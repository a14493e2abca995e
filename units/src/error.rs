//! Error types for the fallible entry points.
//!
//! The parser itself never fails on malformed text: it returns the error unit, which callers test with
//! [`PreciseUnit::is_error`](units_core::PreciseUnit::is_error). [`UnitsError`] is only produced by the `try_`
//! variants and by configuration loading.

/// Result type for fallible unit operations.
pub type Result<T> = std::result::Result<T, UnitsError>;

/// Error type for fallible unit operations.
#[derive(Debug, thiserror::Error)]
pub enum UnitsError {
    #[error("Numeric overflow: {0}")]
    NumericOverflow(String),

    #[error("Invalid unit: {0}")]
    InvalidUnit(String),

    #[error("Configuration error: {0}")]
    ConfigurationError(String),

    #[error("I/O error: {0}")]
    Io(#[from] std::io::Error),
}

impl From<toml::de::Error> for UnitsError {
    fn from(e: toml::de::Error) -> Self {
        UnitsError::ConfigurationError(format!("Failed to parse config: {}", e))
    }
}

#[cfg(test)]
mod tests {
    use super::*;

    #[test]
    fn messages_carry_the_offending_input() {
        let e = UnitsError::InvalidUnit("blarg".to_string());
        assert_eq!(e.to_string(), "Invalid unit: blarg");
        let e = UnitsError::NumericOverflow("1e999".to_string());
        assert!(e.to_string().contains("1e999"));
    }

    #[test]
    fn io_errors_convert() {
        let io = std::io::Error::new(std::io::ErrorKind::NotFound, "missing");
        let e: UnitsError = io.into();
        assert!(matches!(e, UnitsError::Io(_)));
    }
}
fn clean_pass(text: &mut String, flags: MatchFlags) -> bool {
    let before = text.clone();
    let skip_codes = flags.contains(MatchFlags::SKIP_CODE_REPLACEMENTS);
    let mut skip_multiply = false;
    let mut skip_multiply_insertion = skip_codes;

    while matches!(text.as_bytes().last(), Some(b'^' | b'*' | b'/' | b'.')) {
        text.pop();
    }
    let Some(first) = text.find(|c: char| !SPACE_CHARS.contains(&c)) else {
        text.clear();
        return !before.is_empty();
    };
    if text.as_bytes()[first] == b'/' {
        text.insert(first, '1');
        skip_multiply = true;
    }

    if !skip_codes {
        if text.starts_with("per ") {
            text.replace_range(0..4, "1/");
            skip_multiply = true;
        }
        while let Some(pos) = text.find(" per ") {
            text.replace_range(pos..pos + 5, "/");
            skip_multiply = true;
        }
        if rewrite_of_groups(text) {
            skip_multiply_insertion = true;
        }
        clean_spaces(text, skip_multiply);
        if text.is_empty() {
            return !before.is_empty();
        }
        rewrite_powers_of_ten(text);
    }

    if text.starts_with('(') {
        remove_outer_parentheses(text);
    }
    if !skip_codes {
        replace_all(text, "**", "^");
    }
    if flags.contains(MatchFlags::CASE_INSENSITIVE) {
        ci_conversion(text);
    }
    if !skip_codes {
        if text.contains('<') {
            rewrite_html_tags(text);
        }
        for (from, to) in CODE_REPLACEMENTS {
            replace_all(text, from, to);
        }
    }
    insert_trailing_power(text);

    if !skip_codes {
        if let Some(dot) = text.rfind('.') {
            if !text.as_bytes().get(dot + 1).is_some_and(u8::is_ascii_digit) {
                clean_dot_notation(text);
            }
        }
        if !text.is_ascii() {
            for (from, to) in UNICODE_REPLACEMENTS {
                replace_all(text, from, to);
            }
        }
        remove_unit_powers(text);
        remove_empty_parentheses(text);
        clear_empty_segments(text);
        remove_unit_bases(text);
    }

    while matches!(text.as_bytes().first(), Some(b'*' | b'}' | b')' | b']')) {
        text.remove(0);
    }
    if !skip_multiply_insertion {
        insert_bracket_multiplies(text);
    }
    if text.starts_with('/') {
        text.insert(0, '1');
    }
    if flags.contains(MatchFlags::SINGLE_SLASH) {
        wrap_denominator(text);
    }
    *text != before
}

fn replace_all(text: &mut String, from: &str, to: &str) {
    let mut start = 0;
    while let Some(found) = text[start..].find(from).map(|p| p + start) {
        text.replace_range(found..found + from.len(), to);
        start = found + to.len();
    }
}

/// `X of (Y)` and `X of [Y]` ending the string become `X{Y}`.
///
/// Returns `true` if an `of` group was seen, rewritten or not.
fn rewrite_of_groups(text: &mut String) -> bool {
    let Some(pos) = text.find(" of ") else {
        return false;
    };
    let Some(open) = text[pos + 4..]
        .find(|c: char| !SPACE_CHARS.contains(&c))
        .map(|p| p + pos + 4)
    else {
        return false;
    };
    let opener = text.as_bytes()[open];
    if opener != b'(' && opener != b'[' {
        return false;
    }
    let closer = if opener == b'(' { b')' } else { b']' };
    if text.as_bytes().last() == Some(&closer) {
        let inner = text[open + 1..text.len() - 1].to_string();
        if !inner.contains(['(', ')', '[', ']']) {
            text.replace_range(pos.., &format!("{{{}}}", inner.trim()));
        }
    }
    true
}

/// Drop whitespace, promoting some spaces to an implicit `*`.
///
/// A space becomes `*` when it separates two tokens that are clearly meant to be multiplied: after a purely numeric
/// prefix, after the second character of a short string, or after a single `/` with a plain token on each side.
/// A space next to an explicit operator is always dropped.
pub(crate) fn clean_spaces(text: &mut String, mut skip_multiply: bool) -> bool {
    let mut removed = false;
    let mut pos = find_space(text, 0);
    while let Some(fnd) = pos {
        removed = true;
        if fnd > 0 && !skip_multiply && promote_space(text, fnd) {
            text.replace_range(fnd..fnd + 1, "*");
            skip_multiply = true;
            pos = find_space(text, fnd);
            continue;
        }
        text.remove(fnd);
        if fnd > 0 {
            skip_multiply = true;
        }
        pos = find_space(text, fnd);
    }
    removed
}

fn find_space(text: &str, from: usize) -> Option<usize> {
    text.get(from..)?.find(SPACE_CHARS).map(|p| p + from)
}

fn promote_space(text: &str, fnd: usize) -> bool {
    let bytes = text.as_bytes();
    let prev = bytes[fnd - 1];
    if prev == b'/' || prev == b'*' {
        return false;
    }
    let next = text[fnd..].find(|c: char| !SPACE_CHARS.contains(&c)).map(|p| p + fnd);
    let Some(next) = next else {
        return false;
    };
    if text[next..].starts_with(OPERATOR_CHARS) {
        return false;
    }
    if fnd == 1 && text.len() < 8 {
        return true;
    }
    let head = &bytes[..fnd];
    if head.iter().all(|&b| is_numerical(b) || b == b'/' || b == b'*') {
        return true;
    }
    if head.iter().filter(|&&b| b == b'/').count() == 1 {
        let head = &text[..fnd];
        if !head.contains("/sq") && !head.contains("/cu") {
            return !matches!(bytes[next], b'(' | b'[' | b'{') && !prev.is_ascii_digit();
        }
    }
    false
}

____________________

### [Your objective]
Look above for the line with "fallible entry points." and the line with "by configuration loading."; transcribe both and all lines in between, exactly, and nothing else.

### [Solution]
//! Error types for the fallible entry points.
//!
//! The parser itself never fails on malformed text: it returns the error unit, which callers test with
//! [`PreciseUnit::is_error`](units_core::PreciseUnit::is_error). [`UnitsError`] is only produced by the `try_`
//! variants and by configuration loading.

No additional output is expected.